▸ **Work task**
Say how many lines in the records contain "Built". The reply must consist of the number alone.

[Data supplied]

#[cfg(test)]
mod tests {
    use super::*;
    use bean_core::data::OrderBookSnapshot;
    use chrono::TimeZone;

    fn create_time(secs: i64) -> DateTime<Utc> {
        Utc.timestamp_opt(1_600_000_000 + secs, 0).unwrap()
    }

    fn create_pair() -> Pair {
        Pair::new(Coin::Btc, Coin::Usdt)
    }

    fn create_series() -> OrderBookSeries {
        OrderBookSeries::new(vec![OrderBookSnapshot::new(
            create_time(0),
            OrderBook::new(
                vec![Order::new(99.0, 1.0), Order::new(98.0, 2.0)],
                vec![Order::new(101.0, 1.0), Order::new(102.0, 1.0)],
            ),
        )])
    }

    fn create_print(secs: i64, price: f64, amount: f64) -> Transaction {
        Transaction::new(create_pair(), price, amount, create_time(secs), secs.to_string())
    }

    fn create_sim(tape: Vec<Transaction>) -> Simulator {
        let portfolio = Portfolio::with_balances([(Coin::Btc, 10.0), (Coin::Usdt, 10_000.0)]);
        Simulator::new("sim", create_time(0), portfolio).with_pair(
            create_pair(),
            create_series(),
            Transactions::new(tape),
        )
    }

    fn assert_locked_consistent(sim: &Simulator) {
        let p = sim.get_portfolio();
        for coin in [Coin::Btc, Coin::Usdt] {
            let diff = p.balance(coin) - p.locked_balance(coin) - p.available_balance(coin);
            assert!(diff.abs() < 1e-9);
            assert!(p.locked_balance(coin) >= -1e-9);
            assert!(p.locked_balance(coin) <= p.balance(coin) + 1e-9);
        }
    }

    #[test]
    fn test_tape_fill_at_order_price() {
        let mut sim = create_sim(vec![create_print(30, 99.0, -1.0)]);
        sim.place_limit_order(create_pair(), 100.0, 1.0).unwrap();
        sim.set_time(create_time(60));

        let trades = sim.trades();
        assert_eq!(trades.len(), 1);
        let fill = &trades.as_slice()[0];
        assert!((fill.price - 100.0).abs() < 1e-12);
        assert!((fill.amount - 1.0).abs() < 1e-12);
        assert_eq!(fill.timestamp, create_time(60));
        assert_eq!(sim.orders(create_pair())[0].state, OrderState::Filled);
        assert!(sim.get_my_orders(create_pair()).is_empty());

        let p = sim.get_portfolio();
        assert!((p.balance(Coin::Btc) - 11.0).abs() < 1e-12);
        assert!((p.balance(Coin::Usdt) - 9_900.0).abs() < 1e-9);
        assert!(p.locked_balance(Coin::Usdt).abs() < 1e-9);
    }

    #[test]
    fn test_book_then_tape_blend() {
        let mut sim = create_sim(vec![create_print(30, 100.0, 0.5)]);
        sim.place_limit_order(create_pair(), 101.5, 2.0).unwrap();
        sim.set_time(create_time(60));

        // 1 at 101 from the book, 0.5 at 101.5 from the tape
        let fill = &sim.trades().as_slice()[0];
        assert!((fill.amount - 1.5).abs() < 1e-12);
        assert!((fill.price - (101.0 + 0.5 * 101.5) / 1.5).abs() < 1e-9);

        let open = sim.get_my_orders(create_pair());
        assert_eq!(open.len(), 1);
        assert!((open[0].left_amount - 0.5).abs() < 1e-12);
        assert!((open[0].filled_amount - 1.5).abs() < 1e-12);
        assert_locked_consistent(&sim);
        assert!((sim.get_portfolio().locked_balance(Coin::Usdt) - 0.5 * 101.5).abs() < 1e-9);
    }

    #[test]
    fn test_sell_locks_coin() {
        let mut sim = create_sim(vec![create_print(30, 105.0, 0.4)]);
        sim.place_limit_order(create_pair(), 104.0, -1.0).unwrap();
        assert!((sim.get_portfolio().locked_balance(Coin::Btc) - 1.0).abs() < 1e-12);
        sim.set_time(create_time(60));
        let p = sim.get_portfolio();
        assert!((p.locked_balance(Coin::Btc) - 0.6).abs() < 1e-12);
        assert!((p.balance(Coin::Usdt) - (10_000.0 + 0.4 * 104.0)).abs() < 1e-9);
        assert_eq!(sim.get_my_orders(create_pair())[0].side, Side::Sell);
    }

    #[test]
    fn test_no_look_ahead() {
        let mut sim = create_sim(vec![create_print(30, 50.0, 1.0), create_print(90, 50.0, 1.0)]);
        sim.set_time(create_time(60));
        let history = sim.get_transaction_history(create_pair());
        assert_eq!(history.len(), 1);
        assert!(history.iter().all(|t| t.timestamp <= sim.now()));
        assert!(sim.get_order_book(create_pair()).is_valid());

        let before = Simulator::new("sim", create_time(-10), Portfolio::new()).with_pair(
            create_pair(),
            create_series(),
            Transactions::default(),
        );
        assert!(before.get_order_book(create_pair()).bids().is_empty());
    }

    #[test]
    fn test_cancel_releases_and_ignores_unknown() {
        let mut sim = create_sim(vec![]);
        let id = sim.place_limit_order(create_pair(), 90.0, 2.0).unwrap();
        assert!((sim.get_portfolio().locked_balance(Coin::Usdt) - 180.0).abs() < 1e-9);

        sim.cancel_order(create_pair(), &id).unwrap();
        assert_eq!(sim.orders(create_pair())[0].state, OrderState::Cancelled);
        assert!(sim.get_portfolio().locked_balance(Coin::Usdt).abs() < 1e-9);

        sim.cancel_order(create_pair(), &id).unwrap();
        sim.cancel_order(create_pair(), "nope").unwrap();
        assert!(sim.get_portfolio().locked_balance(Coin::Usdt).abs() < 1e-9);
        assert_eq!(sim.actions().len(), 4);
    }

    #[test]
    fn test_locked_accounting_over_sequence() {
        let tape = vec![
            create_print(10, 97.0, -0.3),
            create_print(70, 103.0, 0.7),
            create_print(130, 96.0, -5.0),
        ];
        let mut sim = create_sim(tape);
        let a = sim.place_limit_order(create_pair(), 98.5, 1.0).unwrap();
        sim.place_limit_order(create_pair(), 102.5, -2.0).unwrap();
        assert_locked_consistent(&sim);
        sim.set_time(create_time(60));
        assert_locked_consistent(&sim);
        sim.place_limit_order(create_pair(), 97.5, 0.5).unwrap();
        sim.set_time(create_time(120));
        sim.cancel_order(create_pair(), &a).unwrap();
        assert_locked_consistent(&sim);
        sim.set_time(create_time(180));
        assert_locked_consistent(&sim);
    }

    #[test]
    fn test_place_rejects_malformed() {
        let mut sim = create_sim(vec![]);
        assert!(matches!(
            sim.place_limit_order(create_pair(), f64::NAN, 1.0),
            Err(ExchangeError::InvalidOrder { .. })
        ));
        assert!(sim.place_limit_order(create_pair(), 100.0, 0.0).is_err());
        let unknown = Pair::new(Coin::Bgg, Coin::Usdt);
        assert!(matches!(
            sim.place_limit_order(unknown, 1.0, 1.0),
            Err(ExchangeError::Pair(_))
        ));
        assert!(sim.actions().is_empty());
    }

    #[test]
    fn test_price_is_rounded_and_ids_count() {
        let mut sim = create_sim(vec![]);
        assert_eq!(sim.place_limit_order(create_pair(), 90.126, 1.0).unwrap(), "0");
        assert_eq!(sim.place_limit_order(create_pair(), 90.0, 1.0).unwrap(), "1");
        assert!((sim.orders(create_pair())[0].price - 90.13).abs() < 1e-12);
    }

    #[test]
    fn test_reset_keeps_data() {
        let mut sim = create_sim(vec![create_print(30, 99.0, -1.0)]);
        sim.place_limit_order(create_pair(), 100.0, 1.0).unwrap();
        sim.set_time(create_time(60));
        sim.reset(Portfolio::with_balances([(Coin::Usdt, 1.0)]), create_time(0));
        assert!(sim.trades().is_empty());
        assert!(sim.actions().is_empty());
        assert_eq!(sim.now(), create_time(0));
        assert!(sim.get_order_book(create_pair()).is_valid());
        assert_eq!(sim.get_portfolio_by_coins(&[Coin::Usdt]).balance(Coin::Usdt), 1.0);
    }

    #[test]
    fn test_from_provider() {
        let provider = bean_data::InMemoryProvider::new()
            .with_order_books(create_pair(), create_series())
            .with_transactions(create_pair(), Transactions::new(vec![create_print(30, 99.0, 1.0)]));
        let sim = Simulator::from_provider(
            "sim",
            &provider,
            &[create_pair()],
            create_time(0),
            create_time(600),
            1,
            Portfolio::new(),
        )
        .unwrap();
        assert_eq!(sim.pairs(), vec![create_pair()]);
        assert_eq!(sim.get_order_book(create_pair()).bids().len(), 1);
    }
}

[/Data supplied]
[Data supplied]

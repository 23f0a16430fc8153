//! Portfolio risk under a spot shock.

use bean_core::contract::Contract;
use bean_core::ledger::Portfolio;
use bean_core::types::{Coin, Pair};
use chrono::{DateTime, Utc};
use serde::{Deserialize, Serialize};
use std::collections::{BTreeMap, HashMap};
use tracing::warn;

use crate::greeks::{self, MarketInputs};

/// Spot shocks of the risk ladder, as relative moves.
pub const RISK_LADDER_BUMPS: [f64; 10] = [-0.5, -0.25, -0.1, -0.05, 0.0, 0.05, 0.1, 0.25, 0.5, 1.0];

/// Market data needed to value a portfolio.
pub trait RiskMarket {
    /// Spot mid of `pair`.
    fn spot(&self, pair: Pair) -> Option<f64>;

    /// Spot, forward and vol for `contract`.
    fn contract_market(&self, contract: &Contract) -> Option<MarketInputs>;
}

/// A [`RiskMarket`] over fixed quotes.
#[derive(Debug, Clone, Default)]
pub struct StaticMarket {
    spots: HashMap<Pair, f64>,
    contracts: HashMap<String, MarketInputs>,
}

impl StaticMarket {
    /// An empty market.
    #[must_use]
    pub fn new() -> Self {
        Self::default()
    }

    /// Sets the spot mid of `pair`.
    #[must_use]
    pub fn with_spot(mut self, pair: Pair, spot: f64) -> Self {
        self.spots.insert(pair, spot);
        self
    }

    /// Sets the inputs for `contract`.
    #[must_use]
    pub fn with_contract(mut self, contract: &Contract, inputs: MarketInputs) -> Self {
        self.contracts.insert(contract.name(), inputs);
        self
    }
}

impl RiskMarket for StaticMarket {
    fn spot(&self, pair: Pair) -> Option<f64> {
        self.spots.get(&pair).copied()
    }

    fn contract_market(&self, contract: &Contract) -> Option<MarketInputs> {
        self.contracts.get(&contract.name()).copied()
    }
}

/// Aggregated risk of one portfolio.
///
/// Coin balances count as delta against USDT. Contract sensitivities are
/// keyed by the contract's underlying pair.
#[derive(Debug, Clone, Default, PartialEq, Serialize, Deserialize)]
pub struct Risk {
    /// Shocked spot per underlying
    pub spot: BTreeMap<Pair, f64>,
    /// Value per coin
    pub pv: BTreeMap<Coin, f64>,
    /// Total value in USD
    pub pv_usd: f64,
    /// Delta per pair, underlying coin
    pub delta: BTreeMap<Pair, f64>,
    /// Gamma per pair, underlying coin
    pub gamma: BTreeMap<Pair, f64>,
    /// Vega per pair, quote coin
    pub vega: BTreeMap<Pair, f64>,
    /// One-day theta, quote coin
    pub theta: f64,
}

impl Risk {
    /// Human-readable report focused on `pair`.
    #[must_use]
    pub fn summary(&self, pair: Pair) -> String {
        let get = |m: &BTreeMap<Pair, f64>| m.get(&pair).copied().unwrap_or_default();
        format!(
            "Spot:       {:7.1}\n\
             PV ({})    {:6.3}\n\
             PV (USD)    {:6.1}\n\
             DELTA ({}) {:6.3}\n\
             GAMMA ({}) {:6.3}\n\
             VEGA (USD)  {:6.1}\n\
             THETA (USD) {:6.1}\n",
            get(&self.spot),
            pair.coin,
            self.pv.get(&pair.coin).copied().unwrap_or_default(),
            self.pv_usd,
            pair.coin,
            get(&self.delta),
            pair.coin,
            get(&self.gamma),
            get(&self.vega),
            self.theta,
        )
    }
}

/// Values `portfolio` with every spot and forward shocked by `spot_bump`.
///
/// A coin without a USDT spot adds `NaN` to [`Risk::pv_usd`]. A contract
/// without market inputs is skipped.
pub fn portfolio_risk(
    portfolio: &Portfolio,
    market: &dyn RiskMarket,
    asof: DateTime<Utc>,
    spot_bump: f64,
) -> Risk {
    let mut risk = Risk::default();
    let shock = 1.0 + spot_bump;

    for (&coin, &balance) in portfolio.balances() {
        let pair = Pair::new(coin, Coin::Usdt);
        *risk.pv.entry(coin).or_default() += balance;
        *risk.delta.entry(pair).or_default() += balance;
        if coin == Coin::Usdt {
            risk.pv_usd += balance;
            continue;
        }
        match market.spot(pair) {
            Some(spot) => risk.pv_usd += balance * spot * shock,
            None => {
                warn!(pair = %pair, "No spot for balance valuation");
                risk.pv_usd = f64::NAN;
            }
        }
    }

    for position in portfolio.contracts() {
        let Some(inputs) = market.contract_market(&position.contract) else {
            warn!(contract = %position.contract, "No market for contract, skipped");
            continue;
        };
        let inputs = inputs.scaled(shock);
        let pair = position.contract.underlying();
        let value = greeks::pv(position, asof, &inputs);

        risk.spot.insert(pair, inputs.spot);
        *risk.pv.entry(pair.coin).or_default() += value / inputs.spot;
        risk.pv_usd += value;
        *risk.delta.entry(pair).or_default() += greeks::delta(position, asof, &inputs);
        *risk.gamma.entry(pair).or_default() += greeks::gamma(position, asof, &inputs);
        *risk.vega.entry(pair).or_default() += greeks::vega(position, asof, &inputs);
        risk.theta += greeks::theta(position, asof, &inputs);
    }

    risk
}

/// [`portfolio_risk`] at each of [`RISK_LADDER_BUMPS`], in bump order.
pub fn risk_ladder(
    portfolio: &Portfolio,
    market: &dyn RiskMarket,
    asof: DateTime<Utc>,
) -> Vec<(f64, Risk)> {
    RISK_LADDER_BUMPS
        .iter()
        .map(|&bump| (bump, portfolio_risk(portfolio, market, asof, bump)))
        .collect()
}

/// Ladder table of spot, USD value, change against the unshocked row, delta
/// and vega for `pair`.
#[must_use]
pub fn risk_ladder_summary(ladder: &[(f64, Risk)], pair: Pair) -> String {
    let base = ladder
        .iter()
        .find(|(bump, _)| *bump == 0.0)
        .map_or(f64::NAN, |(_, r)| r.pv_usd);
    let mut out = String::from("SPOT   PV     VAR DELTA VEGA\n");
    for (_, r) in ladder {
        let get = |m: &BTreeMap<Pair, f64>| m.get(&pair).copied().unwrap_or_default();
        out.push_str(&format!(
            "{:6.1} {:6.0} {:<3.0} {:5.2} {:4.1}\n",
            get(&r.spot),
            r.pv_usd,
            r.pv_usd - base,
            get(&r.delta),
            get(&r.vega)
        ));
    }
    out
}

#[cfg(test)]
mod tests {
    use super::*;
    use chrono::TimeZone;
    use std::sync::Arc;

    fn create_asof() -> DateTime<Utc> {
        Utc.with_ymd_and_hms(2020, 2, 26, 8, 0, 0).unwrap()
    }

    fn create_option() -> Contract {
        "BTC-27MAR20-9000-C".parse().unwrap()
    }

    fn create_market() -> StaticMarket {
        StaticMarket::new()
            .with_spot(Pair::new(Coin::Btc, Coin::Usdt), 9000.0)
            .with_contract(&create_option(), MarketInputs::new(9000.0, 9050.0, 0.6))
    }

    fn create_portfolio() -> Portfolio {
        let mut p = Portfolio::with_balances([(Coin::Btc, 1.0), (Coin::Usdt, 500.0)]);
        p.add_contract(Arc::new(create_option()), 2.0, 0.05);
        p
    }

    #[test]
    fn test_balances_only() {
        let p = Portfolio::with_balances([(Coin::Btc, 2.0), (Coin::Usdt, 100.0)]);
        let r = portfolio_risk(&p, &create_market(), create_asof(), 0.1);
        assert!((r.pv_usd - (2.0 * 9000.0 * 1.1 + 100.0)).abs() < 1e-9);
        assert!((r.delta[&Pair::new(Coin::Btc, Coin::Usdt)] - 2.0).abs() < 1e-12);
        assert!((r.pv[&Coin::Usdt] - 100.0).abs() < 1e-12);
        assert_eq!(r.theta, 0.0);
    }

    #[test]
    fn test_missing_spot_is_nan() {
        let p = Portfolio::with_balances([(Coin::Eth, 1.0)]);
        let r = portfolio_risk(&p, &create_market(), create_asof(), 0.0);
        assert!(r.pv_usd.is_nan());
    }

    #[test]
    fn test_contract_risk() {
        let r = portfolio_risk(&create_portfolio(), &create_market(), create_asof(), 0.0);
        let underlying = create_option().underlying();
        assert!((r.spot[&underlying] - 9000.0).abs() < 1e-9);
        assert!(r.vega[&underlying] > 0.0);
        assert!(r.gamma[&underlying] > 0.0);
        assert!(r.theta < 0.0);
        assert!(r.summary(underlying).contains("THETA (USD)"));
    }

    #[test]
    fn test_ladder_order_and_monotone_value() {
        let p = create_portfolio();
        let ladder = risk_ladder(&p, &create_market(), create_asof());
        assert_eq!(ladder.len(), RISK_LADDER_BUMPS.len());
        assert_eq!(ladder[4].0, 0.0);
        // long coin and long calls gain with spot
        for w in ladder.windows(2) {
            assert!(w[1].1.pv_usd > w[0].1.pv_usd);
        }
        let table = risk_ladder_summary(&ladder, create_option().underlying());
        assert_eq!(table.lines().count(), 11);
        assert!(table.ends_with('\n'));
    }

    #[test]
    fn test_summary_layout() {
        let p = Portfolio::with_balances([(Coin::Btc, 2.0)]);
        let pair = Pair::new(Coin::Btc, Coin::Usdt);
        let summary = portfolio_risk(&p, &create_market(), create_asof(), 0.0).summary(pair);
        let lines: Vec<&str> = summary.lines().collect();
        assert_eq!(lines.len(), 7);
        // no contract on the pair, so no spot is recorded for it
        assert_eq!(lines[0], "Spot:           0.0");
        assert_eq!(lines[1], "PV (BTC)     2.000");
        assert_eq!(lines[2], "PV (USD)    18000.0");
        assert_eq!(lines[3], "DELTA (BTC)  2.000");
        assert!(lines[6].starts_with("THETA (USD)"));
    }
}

[/Data supplied]
[Data supplied]

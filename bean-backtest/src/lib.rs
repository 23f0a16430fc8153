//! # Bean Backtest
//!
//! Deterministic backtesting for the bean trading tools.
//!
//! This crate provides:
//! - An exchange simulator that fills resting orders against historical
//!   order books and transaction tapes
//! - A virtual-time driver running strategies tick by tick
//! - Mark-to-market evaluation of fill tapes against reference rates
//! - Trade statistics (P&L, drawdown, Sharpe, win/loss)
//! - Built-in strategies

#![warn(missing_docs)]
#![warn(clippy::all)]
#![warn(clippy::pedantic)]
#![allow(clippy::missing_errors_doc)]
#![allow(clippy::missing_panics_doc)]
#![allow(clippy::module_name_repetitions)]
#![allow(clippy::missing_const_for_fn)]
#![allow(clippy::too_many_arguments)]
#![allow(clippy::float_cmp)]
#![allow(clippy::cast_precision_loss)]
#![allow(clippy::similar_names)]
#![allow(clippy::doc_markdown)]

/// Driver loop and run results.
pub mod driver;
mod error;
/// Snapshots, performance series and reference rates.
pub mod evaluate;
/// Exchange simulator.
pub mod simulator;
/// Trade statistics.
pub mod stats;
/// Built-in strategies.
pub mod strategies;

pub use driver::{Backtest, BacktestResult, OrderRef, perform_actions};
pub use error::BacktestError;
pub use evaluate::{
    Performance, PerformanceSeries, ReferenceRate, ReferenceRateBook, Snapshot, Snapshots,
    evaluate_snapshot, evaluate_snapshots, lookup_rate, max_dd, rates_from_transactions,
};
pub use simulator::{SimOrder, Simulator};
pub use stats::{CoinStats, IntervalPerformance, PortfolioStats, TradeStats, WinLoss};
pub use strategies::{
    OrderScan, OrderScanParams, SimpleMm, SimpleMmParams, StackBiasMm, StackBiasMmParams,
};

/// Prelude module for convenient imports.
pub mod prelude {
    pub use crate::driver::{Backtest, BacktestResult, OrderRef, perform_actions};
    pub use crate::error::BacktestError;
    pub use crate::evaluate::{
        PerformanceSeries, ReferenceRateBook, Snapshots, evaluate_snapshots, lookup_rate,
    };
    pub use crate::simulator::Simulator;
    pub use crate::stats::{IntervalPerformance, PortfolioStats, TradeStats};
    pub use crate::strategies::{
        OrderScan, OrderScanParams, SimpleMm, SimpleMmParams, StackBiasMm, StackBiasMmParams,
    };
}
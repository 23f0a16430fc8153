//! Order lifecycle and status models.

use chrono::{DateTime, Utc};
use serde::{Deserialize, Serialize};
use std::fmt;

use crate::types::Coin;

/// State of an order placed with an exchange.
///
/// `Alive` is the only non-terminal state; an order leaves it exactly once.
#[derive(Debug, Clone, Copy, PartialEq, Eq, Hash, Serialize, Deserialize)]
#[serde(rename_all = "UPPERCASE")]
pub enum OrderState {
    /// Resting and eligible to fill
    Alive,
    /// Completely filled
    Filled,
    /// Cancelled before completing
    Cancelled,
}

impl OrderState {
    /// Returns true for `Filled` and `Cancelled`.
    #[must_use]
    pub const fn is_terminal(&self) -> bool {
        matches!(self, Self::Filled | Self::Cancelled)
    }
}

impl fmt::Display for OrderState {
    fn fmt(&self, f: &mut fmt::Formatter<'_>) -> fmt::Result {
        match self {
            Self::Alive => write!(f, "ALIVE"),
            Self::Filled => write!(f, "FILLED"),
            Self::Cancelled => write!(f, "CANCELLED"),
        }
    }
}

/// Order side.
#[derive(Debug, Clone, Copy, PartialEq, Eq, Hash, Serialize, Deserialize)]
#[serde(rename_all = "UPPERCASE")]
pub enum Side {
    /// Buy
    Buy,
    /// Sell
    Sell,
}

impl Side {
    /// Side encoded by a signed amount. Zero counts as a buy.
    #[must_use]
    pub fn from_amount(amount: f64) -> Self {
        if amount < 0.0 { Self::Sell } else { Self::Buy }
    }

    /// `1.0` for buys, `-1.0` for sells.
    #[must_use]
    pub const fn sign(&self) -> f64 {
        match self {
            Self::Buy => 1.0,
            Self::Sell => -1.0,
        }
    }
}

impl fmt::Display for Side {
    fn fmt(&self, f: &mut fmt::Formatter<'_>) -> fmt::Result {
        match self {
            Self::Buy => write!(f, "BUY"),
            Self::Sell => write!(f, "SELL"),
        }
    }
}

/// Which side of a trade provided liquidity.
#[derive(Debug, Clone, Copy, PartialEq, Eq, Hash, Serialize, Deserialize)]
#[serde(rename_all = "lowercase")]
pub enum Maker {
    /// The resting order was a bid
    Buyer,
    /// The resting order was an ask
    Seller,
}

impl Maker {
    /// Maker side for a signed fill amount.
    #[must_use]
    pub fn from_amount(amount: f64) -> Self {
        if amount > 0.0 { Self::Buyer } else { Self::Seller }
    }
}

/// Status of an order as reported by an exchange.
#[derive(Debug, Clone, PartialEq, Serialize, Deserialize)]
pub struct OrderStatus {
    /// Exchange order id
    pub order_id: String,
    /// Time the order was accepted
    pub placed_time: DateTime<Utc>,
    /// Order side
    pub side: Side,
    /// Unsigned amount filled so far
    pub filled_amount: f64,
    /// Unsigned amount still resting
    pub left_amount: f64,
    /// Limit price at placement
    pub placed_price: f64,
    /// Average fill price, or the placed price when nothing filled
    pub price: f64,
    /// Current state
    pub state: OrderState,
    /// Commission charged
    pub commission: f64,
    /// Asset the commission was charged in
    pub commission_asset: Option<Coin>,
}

[/Data supplied]

▸ **Answer to this task**
2